The Regulation of Gelation of Phloem Exudate from Cucurbita Fruit by Dilution, Glutathione, and Glutathione Reductase

M Carol Alosi 1,1, Diane L Melroy 1,2, Roderic B Park 1
PMCID: PMC1054632  PMID: 16666036

Abstract

The average glutathione equivalent concentration in phloem exudate collected from squash fruit (Cucurbita moschata [Duchesne] Poir. var Butternut) and pumpkin fruit (Cucurbita pepo [L.] var Jack-o-lattern) was 1.02 and 0.60 millimolar, respectively. Glutathione reductase (EC 1.6.4.2) activity in phloem exudate from squash and pumpkin fruit averaged 0.48 and 1.74 micromole NADPH oxidized per minute per milliliter, respectively. Protein concentrations in fruit phloem exudates averaged 67 milligrams per milliliter for squash and 57 milligrams per milliliter for pumpkin. The phloem-specific P-proteins account for most of the protein content of exudate. Pure exudate from fruit does not gel for hours or days, but when diluted with neutral or alkaline aqueous solutions, exudate gels rapidly.
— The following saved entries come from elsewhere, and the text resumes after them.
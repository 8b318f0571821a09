//! Contract call surface
//!
//! Maps the pool-manager method names and argument lists onto
//! [`PoolLedger`] operations, and contract errors onto `(err uN)`
//! responses.
//!
//! | Method                     | Args        | Returns                  |
//! |----------------------------|-------------|--------------------------|
//! | `deposit`                  | `uint`      | `(response uint uint)`   |
//! | `withdraw`                 | `uint`      | `(response uint uint)`   |
//! | `withdraw-all`             |             | `(response uint uint)`   |
//! | `get-participant-balance`  | `principal` | `uint`                   |
//! | `get-participant-count`    |             | `uint`                   |
//! | `get-total-pool-size`      |             | `uint`                   |
//! | `get-contract-stx-balance` |             | `uint`                   |
//! | `is-active-participant`    | `principal` | `bool`                   |

use crate::{
    pool::PoolLedger,
    types::{Amount, ContractEvent, Principal},
    Error, Result,
};
use serde::{Deserialize, Serialize};
use std::fmt;
use uuid::Uuid;

/// Typed contract value
///
/// `uint` values travel as decimal strings (`{"uint":"1000000"}`) so the
/// full 128-bit range survives JSON; plain integers are accepted on input.
#[derive(Debug, Clone, PartialEq, Eq, Serialize, Deserialize)]
#[serde(rename_all = "lowercase")]
pub enum ClarityValue {
    /// Unsigned 128-bit integer
    UInt(#[serde(with = "crate::types::amount_string")] u128),
    /// Boolean
    Bool(bool),
    /// Standard or contract principal
    Principal(Principal),
}

impl ClarityValue {
    /// Integer payload, if this is a `uint`
    pub fn as_uint(&self) -> Option<u128> {
        match self {
            ClarityValue::UInt(v) => Some(*v),
            _ => None,
        }
    }

    /// Boolean payload, if this is a `bool`
    pub fn as_bool(&self) -> Option<bool> {
        match self {
            ClarityValue::Bool(v) => Some(*v),
            _ => None,
        }
    }

    fn type_name(&self) -> &'static str {
        match self {
            ClarityValue::UInt(_) => "uint",
            ClarityValue::Bool(_) => "bool",
            ClarityValue::Principal(_) => "principal",
        }
    }
}

impl fmt::Display for ClarityValue {
    fn fmt(&self, f: &mut fmt::Formatter<'_>) -> fmt::Result {
        match self {
            ClarityValue::UInt(v) => write!(f, "u{}", v),
            ClarityValue::Bool(v) => write!(f, "{}", v),
            ClarityValue::Principal(p) => write!(f, "'{}", p),
        }
    }
}

/// Result of a public function: `(ok ...)` or `(err ...)`
#[derive(Debug, Clone, PartialEq, Eq, Serialize, Deserialize)]
#[serde(rename_all = "lowercase")]
pub enum Response {
    /// Committed
    Ok(ClarityValue),
    /// Rolled back with an error value
    Err(ClarityValue),
}

impl Response {
    /// Check if the call committed
    pub fn is_ok(&self) -> bool {
        matches!(self, Response::Ok(_))
    }

    /// `(ok uN)` payload
    pub fn ok_uint(&self) -> Option<u128> {
        match self {
            Response::Ok(v) => v.as_uint(),
            Response::Err(_) => None,
        }
    }

    /// `(err uN)` payload
    pub fn err_uint(&self) -> Option<u128> {
        match self {
            Response::Err(v) => v.as_uint(),
            Response::Ok(_) => None,
        }
    }
}

impl fmt::Display for Response {
    fn fmt(&self, f: &mut fmt::Formatter<'_>) -> fmt::Result {
        match self {
            Response::Ok(v) => write!(f, "(ok {})", v),
            Response::Err(v) => write!(f, "(err {})", v),
        }
    }
}

/// State-mutating contract call
#[derive(Debug, Clone, PartialEq, Eq)]
pub enum PublicCall {
    /// `deposit`
    Deposit {
        /// Amount to deposit
        amount: Amount,
    },
    /// `withdraw`
    Withdraw {
        /// Amount to withdraw
        amount: Amount,
    },
    /// `withdraw-all`
    WithdrawAll,
}

impl PublicCall {
    /// Parse a call from its method name and arguments
    pub fn parse(method: &str, args: &[ClarityValue]) -> Result<Self> {
        match method {
            "deposit" => Ok(PublicCall::Deposit {
                amount: uint_arg(method, args)?,
            }),
            "withdraw" => Ok(PublicCall::Withdraw {
                amount: uint_arg(method, args)?,
            }),
            "withdraw-all" => {
                no_args(method, args)?;
                Ok(PublicCall::WithdrawAll)
            }
            _ => Err(Error::UnknownMethod(method.to_string())),
        }
    }

    /// Contract method name
    pub fn method(&self) -> &'static str {
        match self {
            PublicCall::Deposit { .. } => "deposit",
            PublicCall::Withdraw { .. } => "withdraw",
            PublicCall::WithdrawAll => "withdraw-all",
        }
    }
}

/// Read-only contract call
#[derive(Debug, Clone, PartialEq, Eq)]
pub enum ReadOnlyCall {
    /// `get-participant-balance`
    ParticipantBalance(Principal),
    /// `get-participant-count`
    ParticipantCount,
    /// `get-total-pool-size`
    TotalPoolSize,
    /// `get-contract-stx-balance`
    ContractStxBalance,
    /// `is-active-participant`
    IsActiveParticipant(Principal),
}

impl ReadOnlyCall {
    /// Parse a call from its method name and arguments
    pub fn parse(method: &str, args: &[ClarityValue]) -> Result<Self> {
        let call = match method {
            "get-participant-balance" => {
                ReadOnlyCall::ParticipantBalance(principal_arg(method, args)?)
            }
            "is-active-participant" => {
                ReadOnlyCall::IsActiveParticipant(principal_arg(method, args)?)
            }
            "get-participant-count" => {
                no_args(method, args)?;
                ReadOnlyCall::ParticipantCount
            }
            "get-total-pool-size" => {
                no_args(method, args)?;
                ReadOnlyCall::TotalPoolSize
            }
            "get-contract-stx-balance" => {
                no_args(method, args)?;
                ReadOnlyCall::ContractStxBalance
            }
            _ => return Err(Error::UnknownMethod(method.to_string())),
        };
        Ok(call)
    }

    /// Contract method name
    pub fn method(&self) -> &'static str {
        match self {
            ReadOnlyCall::ParticipantBalance(_) => "get-participant-balance",
            ReadOnlyCall::ParticipantCount => "get-participant-count",
            ReadOnlyCall::TotalPoolSize => "get-total-pool-size",
            ReadOnlyCall::ContractStxBalance => "get-contract-stx-balance",
            ReadOnlyCall::IsActiveParticipant(_) => "is-active-participant",
        }
    }
}

/// Outcome of a public call
#[derive(Debug, Clone, PartialEq, Eq, Serialize, Deserialize)]
pub struct PublicCallResult {
    /// Transaction ID (UUIDv7 for time-ordering)
    pub tx_id: Uuid,

    /// Contract response
    pub result: Response,

    /// Events emitted; empty when the call was rejected
    pub events: Vec<ContractEvent>,
}

/// Execute a public call as `sender`
///
/// Contract errors come back as `(err uN)` responses. Anything else
/// (overflow, broken invariants) is returned as `Err`.
pub fn call_public(
    pool: &mut PoolLedger,
    sender: &Principal,
    call: &PublicCall,
) -> Result<PublicCallResult> {
    let outcome = match call {
        PublicCall::Deposit { amount } => pool.deposit(sender, *amount),
        PublicCall::Withdraw { amount } => pool.withdraw(sender, *amount),
        PublicCall::WithdrawAll => pool.withdraw_all(sender),
    };

    let (result, events) = match outcome {
        Ok(receipt) => (
            Response::Ok(ClarityValue::UInt(receipt.amount)),
            vec![ContractEvent::from(receipt.event)],
        ),
        Err(e) => match e.code() {
            Some(code) => (Response::Err(ClarityValue::UInt(code)), Vec::new()),
            None => return Err(e),
        },
    };

    Ok(PublicCallResult {
        tx_id: Uuid::now_v7(),
        result,
        events,
    })
}

/// Evaluate a read-only call
pub fn call_read_only(pool: &PoolLedger, call: &ReadOnlyCall) -> ClarityValue {
    match call {
        ReadOnlyCall::ParticipantBalance(p) => ClarityValue::UInt(pool.participant_balance(p)),
        ReadOnlyCall::ParticipantCount => ClarityValue::UInt(u128::from(pool.participant_count())),
        ReadOnlyCall::TotalPoolSize => ClarityValue::UInt(pool.total_pool_size()),
        ReadOnlyCall::ContractStxBalance => ClarityValue::UInt(pool.contract_balance()),
        ReadOnlyCall::IsActiveParticipant(p) => ClarityValue::Bool(pool.is_active_participant(p)),
    }
}

fn no_args(method: &str, args: &[ClarityValue]) -> Result<()> {
    if args.is_empty() {
        Ok(())
    } else {
        Err(Error::InvalidArguments {
            method: method.to_string(),
            reason: format!("expected no arguments, got {}", args.len()),
        })
    }
}

fn single_arg<'a>(method: &str, args: &'a [ClarityValue]) -> Result<&'a ClarityValue> {
    match args {
        [arg] => Ok(arg),
        _ => Err(Error::InvalidArguments {
            method: method.to_string(),
            reason: format!("expected 1 argument, got {}", args.len()),
        }),
    }
}

fn uint_arg(method: &str, args: &[ClarityValue]) -> Result<Amount> {
    match single_arg(method, args)? {
        ClarityValue::UInt(v) => Ok(*v),
        other => Err(Error::InvalidArguments {
            method: method.to_string(),
            reason: format!("expected uint, got {}", other.type_name()),
        }),
    }
}

fn principal_arg(method: &str, args: &[ClarityValue]) -> Result<Principal> {
    match single_arg(method, args)? {
        ClarityValue::Principal(p) => Ok(p.clone()),
        other => Err(Error::InvalidArguments {
            method: method.to_string(),
            reason: format!("expected principal, got {}", other.type_name()),
        }),
    }
}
Exudate solutions undergo biphasic pH changes with dilution. We suggest that P-protein undergoes conformational change upon dilution, exposing titratable groups and sulfhydryl residues. Oxidation of the latter forms the intermolecular disulfide bridges of the gel. The gelation of diluted exudate is regulated by factors (oxygen, pH, glutathione, NADPH) which affect the maintenance of reduced sulfhydryl residues and the activity of glutathione reductase. While these factors may also act in vivo to regulate redox conditions in phloem, their relationship to hypothetical sol/gel transitions or motile and nonmotile phases in the transport conduit is unknown.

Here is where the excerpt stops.